Abstract

To analyze the clinical phenotypes and genetic variants of a Chinese pedigree affected with Hereditary coagulation factor Ⅻ (FⅫ) deficiency. A pedigree presented at the First Affiliated Hospital of Air Force Medical University on December 24,2021 was selected as the study subject. Activated partial thromboplastin time (APTT) and coagulation factor Ⅻ activity (FⅫ:C) were determine by a clotting method, and FⅫ antigen was detected with an ELISA assay. Following the extraction of genomic DNA, all exons and flanking regions of the F12 gene were subjected to Sanger sequencing. Clustalx-2.1-win, PROVEAN and Swiss-PDB Viewer software was used to analyze the conservation of amino acids at the variant sites, impact of of the variants on the amino acid substitutions and the protein structure. The APTT of the proband has prolonged to 70.2 s. Her FⅫ:C and FⅫ:Ag have decreased to 12% and 13%, respectively. DNA sequencing revealed that the proband has harbored c.346G>A (p.Gly97Ser) and c.1583C>A (p.Ser509Tyr) heterozygous compound missense variants in exons 5 and 13 of the F12 gene, respectively.

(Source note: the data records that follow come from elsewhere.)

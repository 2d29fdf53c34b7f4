//! Required-field checks run before any mutation request

use super::form::FormField;
use crate::models::{Protocol, ResourceDraft, ResourceId, ResourceKind};
use std::fmt;

/// Required fields left empty in a draft
#[derive(Debug, Clone, PartialEq, Eq)]
pub struct ValidationError {
    pub kind: ResourceKind,
    pub missing: Vec<FormField>,
}

impl fmt::Display for ValidationError {
    fn fmt(&self, f: &mut fmt::Formatter<'_>) -> fmt::Result {
        let labels: Vec<_> = self.missing.iter().map(|field| field.label()).collect();
        write!(
            f,
            "{} is missing required fields: {}",
            self.kind.display_name(),
            labels.join(", ")
        )
    }
}

impl std::error::Error for ValidationError {}

fn blank(value: &str) -> bool {
    value.is_empty()
}

fn unset(id: Option<ResourceId>) -> bool {
    matches!(id, None | Some(0))
}

/// Check that every required field of `draft` is filled in
///
/// Only emptiness is checked. Whether a referenced service exists is left to
/// the backend.
pub fn validate(draft: &ResourceDraft) -> Result<(), ValidationError> {
    let mut missing = Vec::new();
    let mut require = |field: FormField, empty: bool| {
        if empty {
            missing.push(field);
        }
    };

    match draft {
        ResourceDraft::Service(d) => {
            require(FormField::Name, blank(&d.name));
            match d.protocol {
                Protocol::Rest => require(FormField::BaseUrl, blank(&d.base_url)),
                Protocol::Grpc => require(FormField::GrpcAddress, blank(&d.grpc_address)),
            }
        }
        ResourceDraft::Route(d) => {
            require(FormField::Path, blank(&d.path));
            require(FormField::Method, blank(&d.method));
            require(FormField::Service, unset(d.service_id));
            require(FormField::EndpointFilter, blank(&d.endpoint_filter));
        }
        ResourceDraft::ProtoMapping(d) => {
            require(FormField::Service, unset(d.service_id));
            require(FormField::RpcMethod, blank(&d.rpc_method));
            require(FormField::ProtoPackage, blank(&d.proto_package));
            require(FormField::GrpcServiceName, blank(&d.grpc_service_name));
            require(FormField::RequestType, blank(&d.request_type));
            require(FormField::ResponseType, blank(&d.response_type));
        }
    }

    if missing.is_empty() {
        Ok(())
    } else {
        Err(ValidationError {
            kind: draft.kind(),
            missing,
        })
    }
}
//! Gateway console model layer
//!
//! Plain records mirroring the gateway admin API payloads.
//!
//! Structure:
//! - `resource_kind.rs` - The CRUD-manageable resource kinds
//! - `resources.rs` - Service, Route and ProtoMapping records
//! - `logs.rs` - Activity, traffic, trace and server console entries
//! - `metrics.rs` - Per-service metrics snapshot
//! - `draft.rs` - Mutation payloads ("record minus id")

pub mod draft;
pub mod logs;
pub mod metrics;
pub mod resource_kind;
pub mod resources;

pub use draft::{ProtoMappingDraft, ResourceDraft, RouteDraft, ServiceDraft};
pub use logs::{
    ActivityAction, ActivityLogEntry, RequestLogEntry, ServerLogEntry, TraceEntry, TraceLevel,
};
pub use metrics::{MetricsSnapshot, PathMetrics, ServiceMetrics};
pub use resource_kind::ResourceKind;
pub use resources::{ProtoMapping, Protocol, ResourceId, Route, SavedRecord, Service};

use serde::{Deserialize, Deserializer};

/// Deserialize a field that the backend may send as `null` into its default value
pub(crate) fn null_as_default<'de, D, T>(deserializer: D) -> Result<T, D::Error>
where
    D: Deserializer<'de>,
    T: Default + Deserialize<'de>,
{
    Ok(Option::<T>::deserialize(deserializer)?.unwrap_or_default())
}
//! Overview: resource counts, per-service health and recent activity

use crate::listing::ViewState;
use crate::models::ActivityLogEntry;
use crate::store::Collections;
use crate::tui::constants::OVERVIEW_ACTIVITY_ROWS;
use crate::tui::theme::Theme;
use crate::tui::views::tables::render_activity;
use ratatui::{
    Frame,
    layout::{Constraint, Direction, Layout, Rect},
    style::{Modifier, Style},
    text::{Line, Span},
    widgets::{Block, Borders, Cell, Paragraph, Row, Table},
};

pub fn render_overview(
    f: &mut Frame,
    area: Rect,
    data: &Collections,
    activity: &ViewState<ActivityLogEntry>,
    selected: usize,
    theme: &Theme,
) {
    let chunks = Layout::default()
        .direction(Direction::Vertical)
        .constraints([
            Constraint::Length(3),
            Constraint::Min(5),
            Constraint::Min(OVERVIEW_ACTIVITY_ROWS + 3),
        ])
        .split(area);

    render_summary(f, chunks[0], data, theme);
    render_service_health(f, chunks[1], data, theme);
    render_activity(f, chunks[2], activity, &data.activity_log, selected, theme);
}

fn render_summary(f: &mut Frame, area: Rect, data: &Collections, theme: &Theme) {
    let label = theme.label_style();
    let value = Style::default()
        .fg(theme.text_value)
        .add_modifier(Modifier::BOLD);
    let metrics = &data.metrics;

    let line = Line::from(vec![
        Span::styled("Services: ", label),
        Span::styled(data.services.len().to_string(), value),
        Span::styled("  Routes: ", label),
        Span::styled(data.routes.len().to_string(), value),
        Span::styled("  Proto Mappings: ", label),
        Span::styled(data.proto_mappings.len().to_string(), value),
        Span::styled("  Requests: ", label),
        Span::styled(metrics.total_requests().to_string(), value),
        Span::styled("  Errors: ", label),
        Span::styled(
            metrics.total_errors().to_string(),
            Style::default().fg(if metrics.total_errors() > 0 {
                theme.operation_error
            } else {
                theme.text_value
            }),
        ),
        Span::styled("  Avg Latency: ", label),
        Span::styled(format!("{:.1}ms", metrics.avg_latency_ms()), value),
    ]);

    let paragraph =
        Paragraph::new(line).block(Block::default().title("Gateway").borders(Borders::ALL));
    f.render_widget(paragraph, area);
}

fn render_service_health(f: &mut Frame, area: Rect, data: &Collections, theme: &Theme) {
    let header = Row::new(vec![
        "SERVICE", "REQUESTS", "ERRORS", "ERROR %", "LATENCY", "HEALTH", "CIRCUIT",
    ])
    .style(theme.table_header_style());

    let rows: Vec<Row> = data
        .metrics
        .services
        .iter()
        .map(|(name, m)| {
            let circuit_color = if m.circuit_open() {
                theme.operation_error
            } else {
                theme.operation_success
            };
            Row::new(vec![
                Cell::from(name.clone()),
                Cell::from(m.total_requests.to_string()),
                Cell::from(m.total_errors.to_string()),
                Cell::from(format!("{:.1}", m.error_rate() * 100.0)),
                Cell::from(format!("{:.1}ms", m.avg_latency_ms)),
                Cell::from(Span::styled(
                    m.health_score.to_string(),
                    Style::default().fg(theme.health_color(m.health_score)),
                )),
                Cell::from(Span::styled(
                    if m.circuit_status.is_empty() {
                        "-".to_string()
                    } else {
                        m.circuit_status.clone()
                    },
                    Style::default().fg(circuit_color),
                )),
            ])
        })
        .collect();

    let title = format!("Service Health ({})", rows.len());
    let table = Table::new(
        rows,
        [
            Constraint::Min(20),
            Constraint::Length(10),
            Constraint::Length(8),
            Constraint::Length(8),
            Constraint::Length(10),
            Constraint::Length(7),
            Constraint::Length(10),
        ],
    )
    .header(header)
    .block(Block::default().title(title).borders(Borders::ALL));
    f.render_widget(table, area);
}
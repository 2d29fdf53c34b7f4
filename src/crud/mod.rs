//! Create/edit/delete lifecycle shared by every resource type
//!
//! One modal at a time: `Closed`, `Open` while the operator edits, and
//! `Submitting` while the mutation request is in flight. A successful submit
//! closes the modal and refreshes the store in the background; a failure
//! reopens it with the form values intact and the error attached.

pub mod delete;
pub mod form;
pub mod validation;

pub use delete::{
    AutoConfirm, ChannelConfirmer, Confirmer, DeleteOutcome, DeleteTarget,
    delete_with_confirmation,
};
pub use form::{FormField, eligible_services};
pub use validation::{ValidationError, validate};

use crate::api::{AdminApi, ApiError};
use crate::models::{ResourceDraft, ResourceKind, SavedRecord};
use crate::store::{ConsoleView, RefreshReport, ResourceStore};
use std::sync::Arc;
use thiserror::Error;
use tokio::task::JoinHandle;

#[derive(Debug, Error)]
pub enum CrudError {
    #[error("a form is already open")]
    Busy,

    #[error("no form is open")]
    NotOpen,

    #[error("no submit is in progress")]
    NotSubmitting,

    #[error(transparent)]
    Validation(#[from] ValidationError),

    #[error(transparent)]
    Api(#[from] ApiError),
}

/// Draft being edited plus the last error shown with it
#[derive(Debug, Clone, PartialEq)]
pub struct ModalSession {
    pub draft: ResourceDraft,
    pub error: Option<String>,
}

impl ModalSession {
    fn new(draft: ResourceDraft) -> Self {
        Self { draft, error: None }
    }
}

#[derive(Debug, Clone, PartialEq, Default)]
pub enum ModalState {
    #[default]
    Closed,
    Open(ModalSession),
    Submitting(ModalSession),
}

/// A validated mutation ready to be sent
#[derive(Debug, Clone, PartialEq)]
pub struct SubmitRequest {
    pub draft: ResourceDraft,
}

impl SubmitRequest {
    pub fn is_create(&self) -> bool {
        self.draft.is_new()
    }

    /// Create when the draft has no identifier, update by id otherwise
    pub async fn execute(&self, api: &dyn AdminApi) -> Result<SavedRecord, ApiError> {
        let record = match &self.draft {
            ResourceDraft::Service(d) => SavedRecord::Service(match d.id {
                None => api.create_service(d).await?,
                Some(id) => api.update_service(id, d).await?,
            }),
            ResourceDraft::Route(d) => SavedRecord::Route(match d.id {
                None => api.create_route(d).await?,
                Some(id) => api.update_route(id, d).await?,
            }),
            ResourceDraft::ProtoMapping(d) => SavedRecord::ProtoMapping(match d.id {
                None => api.create_proto_mapping(d).await?,
                Some(id) => api.update_proto_mapping(id, d).await?,
            }),
        };
        Ok(record)
    }
}

/// Modal state machine for resource forms
#[derive(Debug, Default)]
pub struct CrudController {
    state: ModalState,
}

impl CrudController {
    pub fn new() -> Self {
        Self::default()
    }

    pub fn state(&self) -> &ModalState {
        &self.state
    }

    /// True unless the modal is closed
    pub fn is_active(&self) -> bool {
        !matches!(self.state, ModalState::Closed)
    }

    pub fn is_submitting(&self) -> bool {
        matches!(self.state, ModalState::Submitting(_))
    }

    pub fn session(&self) -> Option<&ModalSession> {
        match &self.state {
            ModalState::Closed => None,
            ModalState::Open(s) | ModalState::Submitting(s) => Some(s),
        }
    }

    fn open(&mut self, draft: ResourceDraft) -> Result<(), CrudError> {
        if self.is_active() {
            return Err(CrudError::Busy);
        }
        tracing::debug!(
            "Opening {} form ({})",
            draft.kind().display_name(),
            if draft.is_new() { "create" } else { "edit" }
        );
        self.state = ModalState::Open(ModalSession::new(draft));
        Ok(())
    }

    /// Open an empty form for a new record
    pub fn open_create(&mut self, kind: ResourceKind) -> Result<(), CrudError> {
        self.open(ResourceDraft::new(kind))
    }

    /// Open a form pre-filled from an existing record
    pub fn open_edit(&mut self, draft: impl Into<ResourceDraft>) -> Result<(), CrudError> {
        let draft = draft.into();
        if draft.is_new() {
            tracing::debug!("Editing a draft without identifier; submit will create");
        }
        self.open(draft)
    }

    /// Close an open form; a submit in flight cannot be cancelled
    pub fn cancel(&mut self) -> bool {
        if matches!(self.state, ModalState::Open(_)) {
            self.state = ModalState::Closed;
            true
        } else {
            false
        }
    }

    /// Mutable draft while the form is editable
    pub fn draft_mut(&mut self) -> Option<&mut ResourceDraft> {
        match &mut self.state {
            ModalState::Open(s) => Some(&mut s.draft),
            _ => None,
        }
    }

    /// Validate the open draft and move to `Submitting`
    ///
    /// A validation failure stays in `Open` with the error attached and
    /// issues no request.
    pub fn begin_submit(&mut self) -> Result<SubmitRequest, CrudError> {
        let session = match &mut self.state {
            ModalState::Open(s) => s,
            ModalState::Submitting(_) => return Err(CrudError::Busy),
            ModalState::Closed => return Err(CrudError::NotOpen),
        };

        if let Err(e) = validate(&session.draft) {
            session.error = Some(e.to_string());
            return Err(e.into());
        }

        let mut session = session.clone();
        session.error = None;
        let request = SubmitRequest {
            draft: session.draft.clone(),
        };
        self.state = ModalState::Submitting(session);
        Ok(request)
    }

    /// Settle a submit: close on success, reopen with the error on failure
    pub fn finish_submit(
        &mut self,
        result: Result<SavedRecord, ApiError>,
    ) -> Result<SavedRecord, CrudError> {
        let session = match std::mem::take(&mut self.state) {
            ModalState::Submitting(s) => s,
            other => {
                self.state = other;
                return Err(CrudError::NotSubmitting);
            }
        };

        match result {
            Ok(record) => {
                tracing::info!(
                    "Saved {} '{}' (id {})",
                    record.kind().display_name(),
                    record.label(),
                    record.id()
                );
                Ok(record)
            }
            Err(e) => {
                tracing::warn!("Failed to save {}: {}", session.draft.kind(), e);
                self.state = ModalState::Open(ModalSession {
                    draft: session.draft,
                    error: Some(e.summary()),
                });
                Err(e.into())
            }
        }
    }

    /// Validate, send and settle the open draft in one step
    ///
    /// On success the store refresh for `view` runs on a background task
    /// whose handle is returned.
    pub async fn submit(
        &mut self,
        api: &Arc<dyn AdminApi>,
        store: &ResourceStore,
        view: ConsoleView,
    ) -> Result<(SavedRecord, JoinHandle<RefreshReport>), CrudError> {
        let request = self.begin_submit()?;
        let result = request.execute(api.as_ref()).await;
        let record = self.finish_submit(result)?;
        let refresh = store.spawn_refresh(Arc::clone(api), view.dependencies());
        Ok((record, refresh))
    }
}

Her father and sister were heterozygous carriers for the c.346G>A (p.Gly97Ser) variant, whilst her mother and brother were heterozygous for the c.1583C>A (p.Ser509Tyr) variant. The c.346G>A (p.Gly97Ser) and c.1583C>A (p.Ser509Tyr) compound heterozygous variants of the F12 gene probably underlay the pathogenesis of hereditary coagulation FⅫ deficiency in this pedigree.